8 files changed, 79 insertions, 14 deletions
diff --git a/include/llvm/Target/TargetLowering.h b/include/llvm/Target/TargetLowering.h
index 580a358..cd95a73 100644
--- a/include/llvm/Target/TargetLowering.h
+++ b/include/llvm/Target/TargetLowering.h
@@ -151,7 +151,9 @@ public:
   // Return the pointer type for the given address space, defaults to
   // the pointer type from the data layout.
   // FIXME: The default needs to be removed once all the code is updated.
-  virtual MVT getPointerTy(uint32_t /*AS*/ = 0) const { return PointerTy; }
+  virtual MVT getPointerTy(uint32_t /*AS*/ = 0) const;
+  unsigned getPointerSizeInBits(uint32_t AS = 0) const;
+  unsigned getPointerTypeSizeInBits(Type *Ty) const;
   virtual MVT getScalarShiftAmountTy(EVT LHSTy) const;
 
   EVT getShiftAmountTy(EVT LHSTy) const;
@@ -568,7 +570,7 @@ public:
   /// otherwise it will assert.
   EVT getValueType(Type *Ty, bool AllowUnknown = false) const {
     // Lower scalar pointers to native pointer types.
-    if (Ty->isPointerTy()) return PointerTy;
+    if (Ty->isPointerTy()) return getPointerTy(Ty->getPointerAddressSpace());
 
     if (Ty->isVectorTy()) {
       VectorType *VTy = cast<VectorType>(Ty);
diff --git a/lib/CodeGen/SelectionDAG/SelectionDAGBuilder.cpp b/lib/CodeGen/SelectionDAG/SelectionDAGBuilder.cpp
index 30fde54..ef3466b 100644
--- a/lib/CodeGen/SelectionDAG/SelectionDAGBuilder.cpp
+++ b/lib/CodeGen/SelectionDAG/SelectionDAGBuilder.cpp
@@ -3242,6 +3242,10 @@ void SelectionDAGBuilder::visitGetElementPtr(const User &I) {
 
       Ty = StTy->getElementType(Field);
     } else {
+      uint32_t AS = 0;
+      if (PointerType *PtrType = dyn_cast<PointerType>(Ty)) {
+        AS = PtrType->getAddressSpace();
+      }
       Ty = cast<SequentialType>(Ty)->getElementType();
 
       // If this is a constant subscript, handle it quickly.

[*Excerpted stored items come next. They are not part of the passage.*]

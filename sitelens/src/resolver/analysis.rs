use chrono::{DateTime, Utc};
use rand::Rng;
use serde::Serialize;
use sitelens_core::{
    AggregateResult, Field, LensError, LensProvider, QueryKind, StageEvent, Target,
};
use tokio::sync::mpsc::UnboundedSender;

use crate::core::Lens;

const ID_ALPHABET: &[u8; 36] = b"0123456789abcdefghijklmnopqrstuvwxyz";
const ID_SUFFIX_LEN: usize = 9;

/// Identity and start time of one analysis request.
#[derive(Debug, Clone, PartialEq, Eq, Serialize)]
pub struct AnalysisContext {
    /// `analysis_<unix-millis>_<9 base36 chars>`.
    pub id: String,
    /// Validated website being analyzed.
    pub target: Target,
    /// When the analysis started.
    pub started_at: DateTime<Utc>,
}

impl AnalysisContext {
    /// Start a new analysis of `target` now.
    #[must_use]
    pub fn new(target: Target) -> Self {
        let started_at = Utc::now();
        Self {
            id: analysis_id(started_at),
            target,
            started_at,
        }
    }
}

fn analysis_id(at: DateTime<Utc>) -> String {
    let mut rng = rand::rng();
    let suffix: String = (0..ID_SUFFIX_LEN)
        .map(|_| char::from(ID_ALPHABET[rng.random_range(0..ID_ALPHABET.len())]))
        .collect();
    format!("analysis_{}_{suffix}", at.timestamp_millis())
}

/// A finished analysis: its context plus one result per requested kind.
#[derive(Debug, Clone, PartialEq, Eq, Serialize)]
pub struct Analysis {
    /// Identity of the request.
    pub context: AnalysisContext,
    /// Per-kind resolution results.
    pub results: AggregateResult,
    /// When the last kind settled.
    pub finished_at: DateTime<Utc>,
    /// Whether the target was reached over a certificate-validated TLS
    /// connection, as opposed to through a proxy or third-party service.
    pub tls_verified: bool,
}

impl Analysis {
    /// Wall-clock duration of the analysis.
    #[must_use]
    pub fn elapsed(&self) -> chrono::Duration {
        self.finished_at - self.context.started_at
    }
}

impl Lens {
    /// Validate `url` and resolve every configured kind for it.
    ///
    /// # Errors
    /// Returns `InvalidArg` when `url` is not an absolute http/https URL. No
    /// provider is contacted in that case. Provider failures never surface
    /// here; they degrade individual kinds to unknown values.
    pub async fn analyze(&self, url: &str) -> Result<Analysis, LensError> {
        self.analyze_inner(url, None).await
    }

    /// Like [`analyze`](Self::analyze), sending a [`StageEvent`] per settled kind.
    ///
    /// # Errors
    /// Returns `InvalidArg` when `url` is not an absolute http/https URL.
    pub async fn analyze_with_progress(
        &self,
        url: &str,
        progress: UnboundedSender<StageEvent>,
    ) -> Result<Analysis, LensError> {
        self.analyze_inner(url, Some(&progress)).await
    }

    async fn analyze_inner(
        &self,
        url: &str,
        progress: Option<&UnboundedSender<StageEvent>>,
    ) -> Result<Analysis, LensError> {
        let context = AnalysisContext::new(Target::parse(url)?);
        #[cfg(feature = "tracing")]
        tracing::info!(id = %context.id, url = %context.target, "analysis started");
        let results = self
            .aggregate_inner(&context.target, &self.cfg.kinds, progress)
            .await;
        let finished_at = Utc::now();
        let tls_verified = context.target.is_https() && self.reached_with_tls(&results);
        #[cfg(feature = "tracing")]
        tracing::info!(
            id = %context.id,
            resolved = results.succeeded_count(),
            total = results.len(),
            "analysis finished"
        );
        Ok(Analysis {
            context,
            results,
            finished_at,
            tls_verified,
        })
    }

    /// The target answered and the accepted `Reachability` source talked to it
    /// directly with certificate validation.
    fn reached_with_tls(&self, results: &AggregateResult) -> bool {
        let Some(source) = results
            .get(QueryKind::Reachability)
            .and_then(|r| r.source())
        else {
            return false;
        };
        results.field(Field::Accessible).as_flag() == Some(true)
            && self
                .registry
                .all()
                .iter()
                .any(|p| p.key() == source && p.validates_target_tls())
    }
}
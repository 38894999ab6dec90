use core::fmt;
use std::net::IpAddr;

use serde::{Deserialize, Serialize};
use url::{Host, Url};

use crate::{LensError, QueryKind};

/// A validated website address to analyze.
///
/// Only absolute `http`/`https` URLs with a host are accepted. The host is
/// stored lowercased and without a trailing dot so providers can use it as a
/// DNS name directly.
#[derive(Debug, Clone, PartialEq, Eq, Hash, Serialize, Deserialize)]
#[serde(into = "String", try_from = "String")]
pub struct Target {
    url: Url,
    host: String,
}

impl Target {
    /// Parse and validate user input.
    ///
    /// # Errors
    /// Returns `InvalidArg` for blank input, unparseable URLs, schemes other
    /// than `http`/`https`, and URLs without a host.
    pub fn parse(input: &str) -> Result<Self, LensError> {
        let trimmed = input.trim();
        if trimmed.is_empty() {
            return Err(LensError::InvalidArg("url must not be empty".into()));
        }
        let url = Url::parse(trimmed)?;
        match url.scheme() {
            "http" | "https" => {}
            other => {
                return Err(LensError::InvalidArg(format!(
                    "unsupported scheme '{other}': only http and https are accepted"
                )));
            }
        }
        let host = match url.host() {
            Some(Host::Domain(d)) => d.trim_end_matches('.').to_ascii_lowercase(),
            Some(Host::Ipv4(ip)) => ip.to_string(),
            Some(Host::Ipv6(ip)) => ip.to_string(),
            None => String::new(),
        };
        if host.is_empty() {
            return Err(LensError::InvalidArg(format!("url has no host: {trimmed}")));
        }
        Ok(Self { url, host })
    }

    /// The full parsed URL.
    #[must_use]
    pub const fn url(&self) -> &Url {
        &self.url
    }

    /// Hostname (lowercase, no trailing dot) or IP literal.
    #[must_use]
    pub fn host(&self) -> &str {
        &self.host
    }

    /// Whether the scheme is `https`.
    #[must_use]
    pub fn is_https(&self) -> bool {
        self.url.scheme() == "https"
    }

    /// Explicit port, or the scheme's default.
    #[must_use]
    pub fn port(&self) -> u16 {
        self.url
            .port_or_known_default()
            .unwrap_or(if self.is_https() { 443 } else { 80 })
    }

    /// `"HTTPS"` or `"HTTP"`.
    #[must_use]
    pub fn protocol(&self) -> &'static str {
        if self.is_https() { "HTTPS" } else { "HTTP" }
    }

    /// The host as an address when the URL names an IP literal.
    #[must_use]
    pub fn host_ip(&self) -> Option<IpAddr> {
        match self.url.host()? {
            Host::Ipv4(ip) => Some(IpAddr::V4(ip)),
            Host::Ipv6(ip) => Some(IpAddr::V6(ip)),
            Host::Domain(_) => None,
        }
    }

    /// Build a query of `kind` against this target.
    #[must_use]
    pub fn query(&self, kind: QueryKind) -> Query {
        Query {
            kind,
            target: self.clone(),
        }
    }
}

impl fmt::Display for Target {
    fn fmt(&self, f: &mut fmt::Formatter<'_>) -> fmt::Result {
        f.write_str(self.url.as_str())
    }
}

impl From<Target> for String {
    fn from(t: Target) -> Self {
        t.url.into()
    }
}

impl TryFrom<String> for Target {
    type Error = LensError;

    fn try_from(s: String) -> Result<Self, Self::Error> {
        Self::parse(&s)
    }
}

impl core::str::FromStr for Target {
    type Err = LensError;

    fn from_str(s: &str) -> Result<Self, Self::Err> {
        Self::parse(s)
    }
}

/// One lookup request: the target plus the kind of lookup to run.
#[derive(Debug, Clone, PartialEq, Eq, Hash, Serialize, Deserialize)]
pub struct Query {
    /// Kind of lookup.
    pub kind: QueryKind,
    /// Website the lookup is about.
    pub target: Target,
}

impl Query {
    /// Build a query.
    #[must_use]
    pub const fn new(kind: QueryKind, target: Target) -> Self {
        Self { kind, target }
    }

    /// Shorthand for `self.target.host()`.
    #[must_use]
    pub fn host(&self) -> &str {
        self.target.host()
    }
}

@@ -3251,14 +3255,13 @@ void SelectionDAGBuilder::visitGetElementPtr(const User &I) {
         uint64_t Offs =
             TD->getTypeAllocSize(Ty)*cast<ConstantInt>(CI)->getSExtValue();
         SDValue OffsVal;
-        EVT PTy = TLI->getPointerTy();
+        EVT PTy = TLI->getPointerTy(AS);
         unsigned PtrBits = PTy.getSizeInBits();
         if (PtrBits < 64)
-          OffsVal = DAG.getNode(ISD::TRUNCATE, getCurSDLoc(),
-                                TLI->getPointerTy(),
+          OffsVal = DAG.getNode(ISD::TRUNCATE, getCurSDLoc(), PTy,
                                 DAG.getConstant(Offs, MVT::i64));
         else
-          OffsVal = DAG.getIntPtrConstant(Offs);
+          OffsVal = DAG.getConstant(Offs, PTy);
 
         N = DAG.getNode(ISD::ADD, getCurSDLoc(), N.getValueType(), N,
                         OffsVal);
@@ -3266,7 +3269,7 @@ void SelectionDAGBuilder::visitGetElementPtr(const User &I) {
       }
 
       // N = N + Idx * ElementSize;
-      APInt ElementSize = APInt(TLI->getPointerTy().getSizeInBits(),
+      APInt ElementSize = APInt(TLI->getPointerSizeInBits(AS),
                                 TD->getTypeAllocSize(Ty));
       SDValue IdxN = getValue(Idx);
 
diff --git a/lib/CodeGen/TargetLoweringBase.cpp b/lib/CodeGen/TargetLoweringBase.cpp
index a2ea35e..7d28ed4 100644
--- a/lib/CodeGen/TargetLoweringBase.cpp
+++ b/lib/CodeGen/TargetLoweringBase.cpp
@@ -767,6 +767,19 @@ void TargetLoweringBase::initActions() {
   setOperationAction(ISD::DEBUGTRAP, MVT::Other, Expand);
 }
 
+MVT TargetLoweringBase::getPointerTy(uint32_t AS) const {
+  return MVT::getIntegerVT(getPointerSizeInBits(AS));
+}
+
+unsigned TargetLoweringBase::getPointerSizeInBits(uint32_t AS) const {
+  return TD->getPointerSizeInBits(AS);
+}
+
+unsigned TargetLoweringBase::getPointerTypeSizeInBits(Type *Ty) const {
+  assert(Ty->isPointerTy());
+  return getPointerSizeInBits(Ty->getPointerAddressSpace());
+}
+
 MVT TargetLoweringBase::getScalarShiftAmountTy(EVT LHSTy) const {
   return MVT::getIntegerVT(8*TD->getPointerSize(0));
 }
diff --git a/lib/Target/R600/AMDGPUISelLowering.cpp b/lib/Target/R600/AMDGPUISelLowering.cpp
index 692b3b7..56a9a2b 100644
--- a/lib/Target/R600/AMDGPUISelLowering.cpp
+++ b/lib/Target/R600/AMDGPUISelLowering.cpp
@@ -233,6 +233,8 @@ SDValue AMDGPUTargetLowering::LowerGlobalAddress(AMDGPUMachineFunction* MFI,
 
   const DataLayout *TD = getTargetMachine().getDataLayout();
   GlobalAddressSDNode *G = cast<GlobalAddressSDNode>(Op);
+
+  assert(G->getAddressSpace() == AMDGPUAS::LOCAL_ADDRESS);
   // XXX: What does the value of G->getOffset() mean?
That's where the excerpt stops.